▶ **Exercise**: Copy out every line of the records in which "input" can be found.

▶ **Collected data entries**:
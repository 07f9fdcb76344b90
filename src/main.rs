use anyhow::Context;
use rotary_phone::{
    phone::Phone,
    ui::{run_until, RunOutcome},
};
use tokio::io::{stdin, BufReader};
use tracing_subscriber::EnvFilter;

// 128 + SIGINT, what a shell reports for a Ctrl-C'd process.
const EXIT_INTERRUPTED: i32 = 130;

#[tokio::main(flavor = "current_thread")]
async fn main() -> anyhow::Result<()> {
    tracing_subscriber::fmt()
        .with_env_filter(
            EnvFilter::try_from_default_env().unwrap_or_else(|_| EnvFilter::new("warn")),
        )
        .with_writer(std::io::stderr)
        .init();

    let mut phone = Phone::create();
    let mut input = BufReader::new(stdin());

    let outcome = run_until(&mut phone, &mut input, tokio::signal::ctrl_c())
        .await
        .context("rotary phone demo failed")?;

    if outcome == RunOutcome::Interrupted {
        // A pending stdin read would otherwise hold up runtime shutdown.
        std::process::exit(EXIT_INTERRUPTED);
    }

    Ok(())
}
use thiserror::Error;

/// Everything that can go wrong while working the dial.
///
/// None of these leave the phone in an inconsistent state, so callers are
/// free to report them and carry on.
#[derive(Debug, Clone, PartialEq, Eq, Error)]
pub enum PhoneError {
    #[error("Invalid phone number '{0}'. Only digits 0-9 are allowed.")]
    InvalidNumber(String),

    #[error("Invalid digit '{0}'. Only digits 0-9 are allowed.")]
    InvalidDigit(char),

    #[error("Cannot dial while already connected. Hang up first.")]
    AlreadyConnected,

    #[error("Cannot initiate a call. No digits dialed.")]
    NothingDialed,
}
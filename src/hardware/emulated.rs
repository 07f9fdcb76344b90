use std::{
    io::{self, Write},
    time::Duration,
};

use crate::hardware::{Clock, Output};

/// Wall-clock delays on the tokio timer.
#[derive(Debug, Default, Clone, Copy)]
pub struct TokioClock;

impl TokioClock {
    pub fn create() -> Self {
        TokioClock
    }
}

impl Clock for TokioClock {
    async fn sleep(&mut self, duration: Duration) {
        tokio::time::sleep(duration).await;
    }
}

/// Writes to stdout, flushing every time so "Dialing 5... " shows up while
/// the dial is still turning.
pub struct Terminal {
    stdout: io::Stdout,
}

impl Terminal {
    pub fn create() -> Self {
        Terminal {
            stdout: io::stdout(),
        }
    }
}

impl Default for Terminal {
    fn default() -> Self {
        Self::create()
    }
}

impl Output for Terminal {
    fn emit(&mut self, text: &str) {
        let mut lock = self.stdout.lock();

        // A closed stdout is not worth stopping the phone for.
        let _ = lock.write_all(text.as_bytes());
        let _ = lock.flush();
    }
}
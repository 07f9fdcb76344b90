use std::{future::Future, time::Duration};

pub mod emulated;
pub mod fake;

/// Source of the deliberate, human-paced delays the phone makes while
/// dialing, ringing and hanging up.
pub trait Clock {
    fn sleep(&mut self, duration: Duration) -> impl Future<Output = ()>;
}

/// Where the phone's progress text goes. Text is emitted verbatim, so
/// partial lines are allowed.
pub trait Output {
    fn emit(&mut self, text: &str);

    fn emit_line(&mut self, text: &str) {
        self.emit(text);
        self.emit("\n");
    }
}
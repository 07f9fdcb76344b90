pub mod config;
pub mod error;
pub mod hardware;
pub mod phone;
pub mod ui;

pub use error::PhoneError;
pub use phone::{LineState, Phone, PhoneStatus};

▶ **Result of the task**:
    let mut input = BufReader::new(stdin());
    let outcome = run_until(&mut phone, &mut input, tokio::signal::ctrl_c())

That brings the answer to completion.